Tall spiny guys
One more post from our desert hike last weekend, because, well — Wow!
Right along the trail we encountered two specimens of individual cactus that seemed taller than most of their kin. One was a towering, somewhat spindly saguaro. Of course, saguaros are known for their height, but this was one of the tallest I’ve seen personally. Here’s a shot looking up at its crowns from the base. I’ve also included a picture of the saguaro with E, who is just over 6 feet tall. If you figure you could stack about 7 of him to the top of the cactus, it’s probably close to 45 feet tall which is about maximum species height. Maricopa County is the home of one of the state’s champion saguaros which is just over 50 feet in height, but it grows somewhere in Scottsdale. By the way, although this saguaro has probably survived brush fires, the blackened, tough-looking skin on its lower section is more likely bark, developed with age, in place of the smooth green skin we’re used to seeing on younger individuals. When the skin becomes calloused and barky, the spines are no longer as needed for protection against gnawing animals, and they gradually become the vestigial, button-like bumps you can see in the photo above.
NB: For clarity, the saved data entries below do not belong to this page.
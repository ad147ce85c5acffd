//! Readme metadata composition.
//!
//! The packaging process hands over a content type plus an ordered list of
//! fragments; each fragment is literal text or a window of a file and
//! carries its own substitution rules. Composition applies the
//! substitutions to each fragment, then concatenates the results in order
//! with no separator. Invoked once per metadata build; nothing is
//! persisted.

use std::path::{Path, PathBuf};

use anyhow::{bail, Context, Result};
use regex::Regex;
use serde::{Deserialize, Serialize};

use crate::util::fs::read_to_string;

/// Readme composition config, usually a TOML table.
#[derive(Debug, Clone, Serialize, Deserialize)]
#[serde(rename_all = "kebab-case")]
pub struct ReadmeConfig {
    /// Media type of the composed text, e.g. `text/markdown`.
    pub content_type: String,

    /// Fragments, concatenated in order.
    #[serde(default)]
    pub fragments: Vec<Fragment>,
}

/// One readme fragment: literal text, or a window of a file.
#[derive(Debug, Clone, Default, Serialize, Deserialize)]
#[serde(default, rename_all = "kebab-case")]
pub struct Fragment {
    /// Literal text. Mutually exclusive with `path`.
    pub text: Option<String>,

    /// File to read, relative to the composition root.
    pub path: Option<PathBuf>,

    /// Drop everything up to and including this marker.
    pub start_after: Option<String>,

    /// Drop this marker and everything after it.
    pub end_before: Option<String>,

    /// Pattern/replacement rules applied to this fragment, in order.
    #[serde(default)]
    pub substitutions: Vec<Substitution>,
}

/// A single regex rewrite. Replacements use the `$1` capture syntax.
#[derive(Debug, Clone, Serialize, Deserialize)]
pub struct Substitution {
    pub pattern: String,
    pub replacement: String,
}

/// A composed readme.
#[derive(Debug, Clone, PartialEq)]
pub struct Readme {
    pub content_type: String,
    pub text: String,
}

impl ReadmeConfig {
    /// Parse a config from TOML text.
    pub fn from_toml(text: &str) -> Result<Self> {
        toml::from_str(text).context("failed to parse readme config")
    }

    /// Compose the readme. File fragments resolve relative to `root`.
    pub fn compose(&self, root: &Path) -> Result<Readme> {
        let mut text = String::new();
        for fragment in &self.fragments {
            text.push_str(&fragment.render(root)?);
        }

        Ok(Readme {
            content_type: self.content_type.clone(),
            text,
        })
    }
}

impl Fragment {
    fn render(&self, root: &Path) -> Result<String> {
        let mut text = match (&self.text, &self.path) {
            (Some(text), None) => text.clone(),
            (None, Some(path)) => read_to_string(&root.join(path))?,
            (Some(_), Some(_)) => bail!("readme fragment has both `text` and `path`"),
            (None, None) => bail!("readme fragment needs either `text` or `path`"),
        };

        if let Some(ref marker) = self.start_after {
            match text.find(marker) {
                Some(pos) => text = text[pos + marker.len()..].to_string(),
                None => bail!("start-after marker {marker:?} not found"),
            }
        }

        if let Some(ref marker) = self.end_before {
            match text.find(marker) {
                Some(pos) => text.truncate(pos),
                None => bail!("end-before marker {marker:?} not found"),
            }
        }

        for substitution in &self.substitutions {
            let re = Regex::new(&substitution.pattern).with_context(|| {
                format!("invalid substitution pattern {:?}", substitution.pattern)
            })?;
            text = re
                .replace_all(&text, substitution.replacement.as_str())
                .into_owned();
        }

        Ok(text)
    }
}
The other picture also has E for scale, but that’s not a young saguaro he’s standing next to. It’s a barrel cactus: a compass barrel, Ferocactus cylindraceus, one of the most commonly encountered barrel cactus in this part of the desert. They’re big barrels, and when you come across an undisturbed cluster of elderly ones, they’re often 4′ to 5′ tall. But this one, with two small ones growing at its base — probably its own seedlings from many seasons past — looks to be more than 8 feet tall, which must approach the maximum height of the species. The only barrel cactus I’ve seen to compete are the famously tall Diguet’s barrels (Ferocactus diguetii) which can reach 4 meters in height. They grow on just a few islands in the Sea of Cortez off the eastern shore of Baja California. Below is a photo of one, but it’s only of average height — no more than 7 feet. And check out the tiny tiny bud of a baby barrel coming up at its base: it looks like a tennis ball. How cute is a baby cactus ?
All photos A. Shock (except Diguet’s barrel on Santa Catalina Island, by E. Shock), and with no camera tricks, like standing farther from the camera than the subject: no Hogzilla here!